El estudio de las especies que forman parte del linaje humano se basó tradicionalmente en el estudio morfológico de sus restos fósiles, los propios del aparato masticatorio en mayor medida. Ya se sabe lo escasos y a menudo fragmentarios que son los fósiles, pero esos problemas no evitaron que se nombraran especies, como la del Homo heidelbergensis, basándose en muy pocas evidencias dentales.

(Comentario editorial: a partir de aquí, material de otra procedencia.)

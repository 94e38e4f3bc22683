//! reqwest implementations of the service contracts

use anyhow::{bail, Context};
use async_trait::async_trait;
use filter_types::{
    DatasetRef, DimensionOption, FilterJob, HierarchyNode, OptionsPage, VersionToken,
};
use reqwest::header::{ETAG, IF_MATCH};
use reqwest::{Client, Method, RequestBuilder, Response};
use serde::de::DeserializeOwned;
use serde::{Deserialize, Serialize};
use url::Url;

use super::{DatasetApi, FilterApi, HierarchyApi, PageParams};
use crate::config::Config;
use crate::error::{FilterError, Result};

/// Connection to one remote service
#[derive(Debug, Clone)]
struct ServiceClient {
    http: Client,
    base: Url,
    auth_token: Option<String>,
}

impl ServiceClient {
    fn new(base: &Url, config: &Config) -> anyhow::Result<Self> {
        if base.cannot_be_a_base() {
            bail!("service URL cannot be a base: {base}");
        }
        let http = Client::builder()
            .timeout(config.request_timeout)
            .build()
            .context("Failed to create HTTP client")?;

        Ok(Self {
            http,
            base: base.clone(),
            auth_token: config.service_auth_token.clone(),
        })
    }

    /// Base URL with `segments` appended, each percent-encoded
    fn url(&self, segments: &[&str]) -> Url {
        let mut url = self.base.clone();
        if let Ok(mut path) = url.path_segments_mut() {
            path.pop_if_empty().extend(segments);
        }
        url
    }

    fn request(&self, method: Method, url: Url) -> RequestBuilder {
        let builder = self.http.request(method, url);
        match &self.auth_token {
            Some(token) => builder.bearer_auth(token),
            None => builder,
        }
    }

    /// Send and turn any non-success status into an upstream error
    async fn send(&self, builder: RequestBuilder, resource: &str) -> Result<Response> {
        tracing::debug!(resource, "calling upstream");
        let response = builder
            .send()
            .await
            .map_err(|source| FilterError::Transport {
                resource: resource.to_string(),
                source,
            })?;

        let status = response.status();
        if !status.is_success() {
            let body = response.text().await.unwrap_or_default();
            tracing::warn!(
                resource,
                status = status.as_u16(),
                body = %body.chars().take(200).collect::<String>(),
                "upstream call failed"
            );
            return Err(FilterError::upstream(status.as_u16(), resource));
        }
        Ok(response)
    }

    async fn json<T: DeserializeOwned>(response: Response, resource: &str) -> Result<T> {
        response.json().await.map_err(|e| FilterError::Decode {
            resource: resource.to_string(),
            message: e.to_string(),
        })
    }
}

fn etag(response: &Response) -> Option<VersionToken> {
    response
        .headers()
        .get(ETAG)
        .and_then(|v| v.to_str().ok())
        .map(VersionToken::new)
}

fn require_etag(response: &Response, resource: &str) -> Result<VersionToken> {
    etag(response).ok_or_else(|| FilterError::Decode {
        resource: resource.to_string(),
        message: "response carries no ETag".to_string(),
    })
}

// ============================================================================
// WIRE TYPES
// ============================================================================

#[derive(Debug, Deserialize)]
struct JobBody {
    filter_id: String,
    #[serde(default)]
    instance_id: Option<String>,
    dataset: DatasetRef,
    #[serde(default)]
    dimensions: Vec<NamedItem>,
}

#[derive(Debug, Deserialize)]
struct NamedItem {
    name: String,
}

#[derive(Debug, Deserialize)]
struct ItemList<T> {
    items: Vec<T>,
}

#[derive(Debug, Deserialize)]
struct OptionItem {
    option: String,
    #[serde(default)]
    label: Option<String>,
}

#[derive(Debug, Deserialize)]
struct OptionsBody {
    #[serde(default)]
    items: Vec<OptionItem>,
    #[serde(default)]
    offset: usize,
    #[serde(default)]
    limit: usize,
    #[serde(default)]
    total_count: usize,
}

impl OptionsBody {
    fn into_page(self, token: Option<VersionToken>) -> OptionsPage {
        OptionsPage {
            items: self
                .items
                .into_iter()
                .map(|item| match item.label {
                    Some(label) => DimensionOption::new(item.option, label),
                    None => DimensionOption::code_only(item.option),
                })
                .collect(),
            offset: self.offset,
            limit: self.limit,
            total_count: self.total_count,
            token,
        }
    }
}

#[derive(Debug, Serialize)]
struct OptionsBodyOut<'a> {
    options: &'a [String],
}

#[derive(Debug, Serialize, PartialEq)]
struct PatchOp<'a> {
    op: &'static str,
    path: &'static str,
    value: &'a [String],
}

fn patch_body<'a>(to_add: &'a [String], to_remove: &'a [String]) -> Vec<PatchOp<'a>> {
    let mut ops = Vec::with_capacity(2);
    if !to_add.is_empty() {
        ops.push(PatchOp {
            op: "add",
            path: "/options/-",
            value: to_add,
        });
    }
    if !to_remove.is_empty() {
        ops.push(PatchOp {
            op: "remove",
            path: "/options",
            value: to_remove,
        });
    }
    ops
}

#[derive(Debug, Deserialize)]
struct HierarchyBody {
    #[serde(default)]
    label: String,
    #[serde(default)]
    no_of_children: usize,
    links: HierarchyLinks,
    #[serde(default)]
    children: Vec<HierarchyBody>,
}

#[derive(Debug, Deserialize)]
struct HierarchyLinks {
    code: CodeLink,
}

#[derive(Debug, Deserialize)]
struct CodeLink {
    id: String,
}

impl From<HierarchyBody> for HierarchyNode {
    fn from(body: HierarchyBody) -> Self {
        let children: Vec<HierarchyNode> = body.children.into_iter().map(Into::into).collect();
        HierarchyNode {
            id: body.links.code.id,
            label: body.label,
            has_children: body.no_of_children > 0 || !children.is_empty(),
            children,
        }
    }
}

// ============================================================================
// FILTER SERVICE
// ============================================================================

#[derive(Debug, Clone)]
pub struct HttpFilterClient {
    service: ServiceClient,
}

impl HttpFilterClient {
    pub fn new(config: &Config) -> anyhow::Result<Self> {
        Ok(Self {
            service: ServiceClient::new(&config.filter_api_url, config)?,
        })
    }

    fn dimension_url(&self, filter_id: &str, dimension: &str) -> Url {
        self.service
            .url(&["filters", filter_id, "dimensions", dimension])
    }

    async fn mutate_dimension(
        &self,
        method: Method,
        filter_id: &str,
        dimension: &str,
        body: Option<serde_json::Value>,
        expected: &VersionToken,
    ) -> Result<VersionToken> {
        let url = self.dimension_url(filter_id, dimension);
        let resource = url.path().to_string();
        let mut builder = self
            .service
            .request(method, url)
            .header(IF_MATCH, expected.as_str());
        if let Some(body) = body {
            builder = builder.json(&body);
        }
        let response = match self.service.send(builder, &resource).await {
            Err(FilterError::Upstream { status: 412, .. }) => {
                return Err(FilterError::StaleVersion {
                    resource,
                    expected: expected.clone(),
                })
            }
            other => other?,
        };
        require_etag(&response, &resource)
    }
}

#[async_trait]
impl FilterApi for HttpFilterClient {
    async fn get_job_state(&self, filter_id: &str) -> Result<(FilterJob, VersionToken)> {
        let url = self.service.url(&["filters", filter_id]);
        let resource = url.path().to_string();
        let response = self
            .service
            .send(self.service.request(Method::GET, url), &resource)
            .await?;
        let token = require_etag(&response, &resource)?;
        let body: JobBody = ServiceClient::json(response, &resource).await?;

        let job = FilterJob {
            filter_id: body.filter_id,
            version_token: Some(token.clone()),
            dataset: body.dataset,
            instance_id: body.instance_id,
            dimensions: body.dimensions.into_iter().map(|d| d.name).collect(),
        };
        Ok((job, token))
    }

    async fn get_dimension_options(
        &self,
        filter_id: &str,
        dimension: &str,
        page: PageParams,
    ) -> Result<OptionsPage> {
        let url = self
            .service
            .url(&["filters", filter_id, "dimensions", dimension, "options"]);
        let resource = url.path().to_string();
        let builder = self
            .service
            .request(Method::GET, url)
            .query(&[("offset", page.offset), ("limit", page.limit)]);
        let response = self.service.send(builder, &resource).await?;
        let token = etag(&response);
        let body: OptionsBody = ServiceClient::json(response, &resource).await?;
        Ok(body.into_page(token))
    }

    async fn set_dimension_options(
        &self,
        filter_id: &str,
        dimension: &str,
        codes: &[String],
        expected: &VersionToken,
    ) -> Result<VersionToken> {
        let body = serde_json::to_value(OptionsBodyOut { options: codes }).map_err(|e| {
            FilterError::Decode {
                resource: dimension.to_string(),
                message: e.to_string(),
            }
        })?;
        self.mutate_dimension(Method::PUT, filter_id, dimension, Some(body), expected)
            .await
    }

    async fn patch_dimension_options(
        &self,
        filter_id: &str,
        dimension: &str,
        to_add: &[String],
        to_remove: &[String],
        expected: &VersionToken,
    ) -> Result<VersionToken> {
        let body = serde_json::to_value(patch_body(to_add, to_remove)).map_err(|e| {
            FilterError::Decode {
                resource: dimension.to_string(),
                message: e.to_string(),
            }
        })?;
        self.mutate_dimension(Method::PATCH, filter_id, dimension, Some(body), expected)
            .await
    }

    async fn add_dimension(
        &self,
        filter_id: &str,
        dimension: &str,
        expected: &VersionToken,
    ) -> Result<VersionToken> {
        let body = serde_json::json!({ "options": [] });
        self.mutate_dimension(Method::POST, filter_id, dimension, Some(body), expected)
            .await
    }

    async fn remove_dimension(
        &self,
        filter_id: &str,
        dimension: &str,
        expected: &VersionToken,
    ) -> Result<VersionToken> {
        self.mutate_dimension(Method::DELETE, filter_id, dimension, None, expected)
            .await
    }
}

// ============================================================================
// DATASET CATALOG
// ============================================================================

#[derive(Debug, Clone)]
pub struct HttpDatasetClient {
    service: ServiceClient,
}

impl HttpDatasetClient {
    pub fn new(config: &Config) -> anyhow::Result<Self> {
        Ok(Self {
            service: ServiceClient::new(&config.dataset_api_url, config)?,
        })
    }

    fn version_url(&self, dataset: &DatasetRef, rest: &[&str]) -> Url {
        let mut segments = vec![
            "datasets",
            dataset.dataset_id.as_str(),
            "editions",
            dataset.edition.as_str(),
            "versions",
            dataset.version.as_str(),
        ];
        segments.extend_from_slice(rest);
        self.service.url(&segments)
    }
}

#[async_trait]
impl DatasetApi for HttpDatasetClient {
    async fn get_options(
        &self,
        dataset: &DatasetRef,
        dimension: &str,
        page: PageParams,
    ) -> Result<OptionsPage> {
        let url = self.version_url(dataset, &["dimensions", dimension, "options"]);
        let resource = url.path().to_string();
        let builder = self
            .service
            .request(Method::GET, url)
            .query(&[("offset", page.offset), ("limit", page.limit)]);
        let response = self.service.send(builder, &resource).await?;
        let body: OptionsBody = ServiceClient::json(response, &resource).await?;
        // Catalog versions are immutable once published; no token to track
        Ok(body.into_page(None))
    }

    async fn get_version_dimensions(&self, dataset: &DatasetRef) -> Result<Vec<String>> {
        let url = self.version_url(dataset, &["dimensions"]);
        let resource = url.path().to_string();
        let response = self
            .service
            .send(self.service.request(Method::GET, url), &resource)
            .await?;
        let body: ItemList<NamedItem> = ServiceClient::json(response, &resource).await?;
        Ok(body.items.into_iter().map(|d| d.name).collect())
    }
}

// ============================================================================
// HIERARCHY SERVICE
// ============================================================================

#[derive(Debug, Clone)]
pub struct HttpHierarchyClient {
    service: ServiceClient,
}

impl HttpHierarchyClient {
    pub fn new(config: &Config) -> anyhow::Result<Self> {
        Ok(Self {
            service: ServiceClient::new(&config.hierarchy_api_url, config)?,
        })
    }

    async fn fetch(&self, segments: &[&str]) -> Result<HierarchyNode> {
        let url = self.service.url(segments);
        let resource = url.path().to_string();
        let response = self
            .service
            .send(self.service.request(Method::GET, url), &resource)
            .await?;
        let body: HierarchyBody = ServiceClient::json(response, &resource).await?;
        Ok(body.into())
    }
}

#[async_trait]
impl HierarchyApi for HttpHierarchyClient {
    async fn get_root(&self, instance_id: &str, dimension: &str) -> Result<HierarchyNode> {
        self.fetch(&["hierarchies", instance_id, dimension]).await
    }

    async fn get_child(
        &self,
        instance_id: &str,
        dimension: &str,
        node_id: &str,
    ) -> Result<HierarchyNode> {
        self.fetch(&["hierarchies", instance_id, dimension, node_id])
            .await
    }
}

Aunque las comparaciones son muy peligrosas en el terreno de la ciencia, podríamos pensar en lo que sucedería si un químico quisiera añadir un elemento más a la tabla periódica diciendo que cuenta con un trozo de mineral pero, por las razones que sean, no puede dar su número atómico ni sus propiedades químicas; lo bautiza y lo difunde solo por su aspecto externo. Es dudoso que siquiera nadie perdiese el tiempo refutando su intento. Pero se han dedicado numerosas páginas a criticar las especies del linaje humano propuestas en virtud del aspecto de unos pocos huesos, siempre con la duda de si los ejemplares que sirven para proponer un nuevo taxón podrían pertenecer en realidad a algún otro nombrado con anterioridad.

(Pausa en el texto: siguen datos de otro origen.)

//! Structural lookups over a loaded dataset.

use std::collections::BTreeSet;

use indexmap::IndexSet;
use serde::{Deserialize, Serialize};

use super::config::UnparsableYearPolicy;
use super::range::{YearRange, resolve_year_range};
use crate::dataset::EmissionDataset;
use crate::error::{EmissionsError, Result};

/// A numbered menu entry: 1-based ordinal plus display name.
#[derive(Debug, Clone, PartialEq, Eq, Serialize, Deserialize)]
pub struct CatalogEntry {
    pub ordinal: usize,
    pub name: String,
}

impl CatalogEntry {
    pub fn new(ordinal: usize, name: impl Into<String>) -> Self {
        Self {
            ordinal,
            name: name.into(),
        }
    }
}

/// Read-only view answering structural queries about a dataset.
///
/// Every call re-scans the dataset; use [`Catalog`] when ordinals must stay
/// stable across several lookups.
#[derive(Debug, Clone, Copy)]
pub struct DatasetAccessor<'a> {
    dataset: &'a EmissionDataset,
}

impl<'a> DatasetAccessor<'a> {
    pub fn new(dataset: &'a EmissionDataset) -> Self {
        Self { dataset }
    }

    pub fn dataset(&self) -> &'a EmissionDataset {
        self.dataset
    }

    /// One entry per region element, in document order.
    ///
    /// Region names are not deduplicated, so two entries may share a name.
    pub fn list_regions(&self) -> Vec<CatalogEntry> {
        self.dataset
            .regions
            .iter()
            .enumerate()
            .map(|(i, r)| CatalogEntry::new(i + 1, r.name.clone()))
            .collect()
    }

    /// Every distinct source description, numbered in first-seen order.
    pub fn list_distinct_source_names(&self) -> Vec<CatalogEntry> {
        let names: IndexSet<&str> = self
            .dataset
            .regions
            .iter()
            .flat_map(|r| r.sources.iter())
            .map(|s| s.description.as_str())
            .collect();

        names
            .into_iter()
            .enumerate()
            .map(|(i, name)| CatalogEntry::new(i + 1, name))
            .collect()
    }

    /// Name of the region at `ordinal` (1-based).
    pub fn region_name(&self, ordinal: usize) -> Result<&'a str> {
        self.dataset
            .region(ordinal)
            .map(|r| r.name.as_str())
            .ok_or(EmissionsError::RegionNotFound(ordinal))
    }

    /// Description of the distinct source at `ordinal` (1-based).
    pub fn source_name(&self, ordinal: usize) -> Result<&'a str> {
        let mut seen = IndexSet::new();
        for source in self.dataset.regions.iter().flat_map(|r| r.sources.iter()) {
            seen.insert(source.description.as_str());
            if seen.len() == ordinal {
                return Ok(source.description.as_str());
            }
        }
        Err(EmissionsError::SourceNotFound(ordinal))
    }

    /// Distinct parseable years present in the dataset, ascending.
    pub fn available_years(&self) -> Vec<i32> {
        self.dataset
            .records()
            .filter_map(|r| r.parsed_year())
            .collect::<BTreeSet<_>>()
            .into_iter()
            .collect()
    }

    /// Global minimum and maximum year.
    pub fn year_range(&self, policy: UnparsableYearPolicy) -> Result<YearRange> {
        resolve_year_range(self.dataset, policy)
    }
}

/// Region and source menus computed once per session.
///
/// Ordinals handed out by a catalog stay valid for its whole lifetime.
#[derive(Debug, Clone, Default, Serialize, Deserialize)]
pub struct Catalog {
    regions: Vec<CatalogEntry>,
    sources: Vec<CatalogEntry>,
}

impl Catalog {
    pub fn build(dataset: &EmissionDataset) -> Self {
        let accessor = DatasetAccessor::new(dataset);
        Self {
            regions: accessor.list_regions(),
            sources: accessor.list_distinct_source_names(),
        }
    }

    pub fn regions(&self) -> &[CatalogEntry] {
        &self.regions
    }

    pub fn sources(&self) -> &[CatalogEntry] {
        &self.sources
    }

    pub fn region(&self, ordinal: usize) -> Result<&CatalogEntry> {
        lookup(&self.regions, ordinal).ok_or(EmissionsError::RegionNotFound(ordinal))
    }

    pub fn source(&self, ordinal: usize) -> Result<&CatalogEntry> {
        lookup(&self.sources, ordinal).ok_or(EmissionsError::SourceNotFound(ordinal))
    }
}

fn lookup(entries: &[CatalogEntry], ordinal: usize) -> Option<&CatalogEntry> {
    ordinal.checked_sub(1).and_then(|i| entries.get(i))
}
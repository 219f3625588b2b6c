//! Metadata about a loaded dataset file.

use std::path::PathBuf;

use chrono::{DateTime, Utc};
use serde::{Deserialize, Serialize};

use crate::dataset::EmissionDataset;

/// Metadata about the source XML file.
#[derive(Debug, Clone, Serialize, Deserialize)]
pub struct DatasetMetadata {
    /// File name without path.
    pub file: String,
    /// Full path to the file.
    pub path: PathBuf,
    /// SHA-256 hash of the file contents.
    pub hash: String,
    /// File size in bytes.
    pub size_bytes: u64,
    /// Number of region elements.
    pub region_count: usize,
    /// Number of source elements across all regions.
    pub source_count: usize,
    /// Number of emission records across all sources.
    pub record_count: usize,
    /// When the file was loaded.
    pub loaded_at: DateTime<Utc>,
}

impl DatasetMetadata {
    /// Create metadata for a file that has just been loaded.
    pub fn new(path: PathBuf, hash: String, size_bytes: u64, dataset: &EmissionDataset) -> Self {
        let file = path
            .file_name()
            .map(|s| s.to_string_lossy().into_owned())
            .unwrap_or_default();

        Self {
            file,
            path,
            hash,
            size_bytes,
            region_count: dataset.region_count(),
            source_count: dataset.source_count(),
            record_count: dataset.record_count(),
            loaded_at: Utc::now(),
        }
    }
}
//! Render-ready report tables.

use indexmap::IndexMap;
use serde::{Deserialize, Serialize};

use super::normalize::Series;
use super::range::YearRange;

/// Which dimension the report was built along.
#[derive(Debug, Clone, Copy, PartialEq, Eq, Serialize, Deserialize)]
#[serde(rename_all = "snake_case")]
pub enum ReportKind {
    /// Rows are the sources of one region.
    ByRegion,
    /// Rows are the regions reporting one source.
    BySource,
}

impl ReportKind {
    /// Header of the label column.
    pub fn category_heading(&self) -> &'static str {
        match self {
            ReportKind::ByRegion => "Source",
            ReportKind::BySource => "Region",
        }
    }
}

/// Category x year grid handed to renderers and exporters.
///
/// All rows share the same year keys in the same order.
#[derive(Debug, Clone, PartialEq, Serialize, Deserialize)]
pub struct ReportTable {
    pub kind: ReportKind,
    /// Region name or source description the report is about.
    pub subject: String,
    pub range: YearRange,
    /// Category label -> normalized series, in order of first encounter.
    pub rows: IndexMap<String, Series>,
}

impl ReportTable {
    /// Assemble a table from already-normalized rows.
    pub fn build(
        kind: ReportKind,
        subject: impl Into<String>,
        range: YearRange,
        rows: IndexMap<String, Series>,
    ) -> Self {
        Self {
            kind,
            subject: subject.into(),
            range,
            rows,
        }
    }

    /// Year columns, taken from the first row.
    pub fn years(&self) -> Vec<&str> {
        self.rows
            .values()
            .next()
            .map(|s| s.years().collect())
            .unwrap_or_default()
    }

    /// Width in characters of the longest category label.
    pub fn max_category_label_width(&self) -> usize {
        self.rows
            .keys()
            .map(|k| k.chars().count())
            .max()
            .unwrap_or(0)
    }

    /// Report title, e.g. `Emissions in Ontario (Megatonnes)`.
    pub fn title(&self) -> String {
        match self.kind {
            ReportKind::ByRegion => format!("Emissions in {} (Megatonnes)", self.subject),
            ReportKind::BySource => format!("Emissions from {} (Megatonnes)", self.subject),
        }
    }

    pub fn row_count(&self) -> usize {
        self.rows.len()
    }

    pub fn is_empty(&self) -> bool {
        self.rows.is_empty()
    }
}

#[cfg(test)]
mod tests {
    use super::*;

    fn table() -> ReportTable {
        let range = YearRange::new(2000, 2001).unwrap();
        let mut rows = IndexMap::new();
        rows.insert("Energy".to_string(), Series::new().normalize(range, "-"));
        rows.insert("Agriculture".to_string(), Series::new().normalize(range, "-"));
        ReportTable::build(ReportKind::ByRegion, "Ontario", range, rows)
    }

    #[test]
    fn test_years_from_first_row() {
        assert_eq!(table().years(), vec!["2000", "2001"]);
    }

    #[test]
    fn test_max_label_width() {
        assert_eq!(table().max_category_label_width(), "Agriculture".len());
    }

    #[test]
    fn test_empty_table() {
        let t = ReportTable::build(
            ReportKind::BySource,
            "Energy",
            YearRange::single(2000),
            IndexMap::new(),
        );
        assert!(t.years().is_empty());
        assert_eq!(t.max_category_label_width(), 0);
    }

    #[test]
    fn test_titles() {
        assert_eq!(table().title(), "Emissions in Ontario (Megatonnes)");
        let mut t = table();
        t.kind = ReportKind::BySource;
        t.subject = "Energy".to_string();
        assert_eq!(t.title(), "Emissions from Energy (Megatonnes)");
        assert_eq!(t.kind.category_heading(), "Region");
    }
}
//! Series extraction along a fixed dimension.

use indexmap::IndexMap;
use log::{debug, warn};
use serde::{Deserialize, Serialize};

use super::config::QueryConfig;
use super::normalize::Series;
use super::range::YearRange;
use crate::dataset::{EmissionDataset, Source};
use crate::error::{EmissionsError, Result};

/// The dimension held fixed by a query.
///
/// Fixing a region yields one row per source in that region; fixing a source
/// yields one row per region in the dataset.
#[derive(Debug, Clone, PartialEq, Eq, Serialize, Deserialize)]
#[serde(tag = "type", rename_all = "snake_case")]
pub enum Dimension {
    /// A region, by 1-based ordinal.
    Region { ordinal: usize },
    /// A source, by description.
    Source { description: String },
}

impl Dimension {
    pub fn region(ordinal: usize) -> Self {
        Dimension::Region { ordinal }
    }

    pub fn source(description: impl Into<String>) -> Self {
        Dimension::Source {
            description: description.into(),
        }
    }
}

/// Extract raw (sparse) series for every category along `dimension`.
///
/// Categories appear in order of first encounter. Rows sharing a label are
/// merged; when a year occurs twice for the same label the first value wins.
pub fn extract(
    dataset: &EmissionDataset,
    dimension: &Dimension,
    range: YearRange,
    config: &QueryConfig,
) -> Result<IndexMap<String, Series>> {
    let rows: Vec<(&str, Vec<&Source>)> = match dimension {
        Dimension::Region { ordinal } => {
            let region = dataset
                .region(*ordinal)
                .ok_or(EmissionsError::RegionNotFound(*ordinal))?;
            region
                .sources
                .iter()
                .map(|s| (s.description.as_str(), vec![s]))
                .collect()
        }
        Dimension::Source { description } => dataset
            .regions
            .iter()
            .map(|r| {
                let matching = r
                    .sources
                    .iter()
                    .filter(|s| &s.description == description)
                    .collect();
                (r.name.as_str(), matching)
            })
            .collect(),
    };

    let mut table: IndexMap<String, Series> = IndexMap::with_capacity(rows.len());
    for (label, sources) in rows {
        let series = table.entry(label.to_string()).or_default();
        for record in sources.iter().flat_map(|s| s.records.iter()) {
            let Some(year) = record.parsed_year().filter(|y| range.contains(*y)) else {
                continue;
            };
            let value = config.format_value(record.value.as_deref());
            if !series.insert_first(year, value) {
                warn!("duplicate {} entry for '{}', keeping first value", year, label);
            }
        }
    }

    debug!("extracted {} categories for {:?} over {}", table.len(), dimension, range);
    Ok(table)
}

/// Sources of one region, each with its raw series.
pub fn by_region(
    dataset: &EmissionDataset,
    region_ordinal: usize,
    range: YearRange,
    config: &QueryConfig,
) -> Result<IndexMap<String, Series>> {
    extract(dataset, &Dimension::region(region_ordinal), range, config)
}

/// Every region, each with its raw series for `description`.
pub fn by_source(
    dataset: &EmissionDataset,
    description: &str,
    range: YearRange,
    config: &QueryConfig,
) -> Result<IndexMap<String, Series>> {
    extract(dataset, &Dimension::source(description), range, config)
}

El estudio de la evolución humana sufrió un vuelco cuando en el año 1984 Svante Pääbo logró identificar cadenas de DNA mitocondrial en una momia egipcia. La profusión de estudios permitió que hacia finales del siglo XX se dispusiese del mtDNA de numerosos organismos extintos, incluidos nuestros parientes más cercanos, los neandertales. Es más; en el año 2006 se logró por parte del equipo de investigación de Pääbo lo que parecía imposible: recuperar una parte del DNA nuclear del Homo neanderthalensis, cuyo genoma completo se obtendría en 2010. El genoma de una especie humana con restos tan precarios que ni siquiera ha recibido nombre formal, los denisovanos, fue obtenido en 2012.

La genómica antigua ha permitido identificar con razonable certeza especies desaparecidas, e incluso descubrir las hibridaciones que se produjeron entre denisovanos, neandertales y humanos modernos. Pero lo frágil de las moléculas de ácidos nucleicos pone límites serios a lo que podemos remontarnos en el pasado con ayuda de las técnicas de recuperación de material genético. Sin embargo, un artículo publicado por el periodista científico Matthew Warren en la revista Nature ha puesto el acento en una técnica de recuperación de restos orgánicos "fósiles" similar, la proteómica, dirigida en este caso a identificar muestras de proteína antigua.

Tras la muerte del organismo, las proteínas se conservan mucho mejor que el DNA. Warren indica que se han logrado identificar en el esmalte dental de un rinoceronte de 1,8 millones de años. Y pone como mejor ejemplo de la utilidad de la proteómica antigua el de la identificación de un denisovano fuera de la cueva de Siberia, en China. Lo describieron Fahu Chen y colaboradores, también en Nature, este mismo año.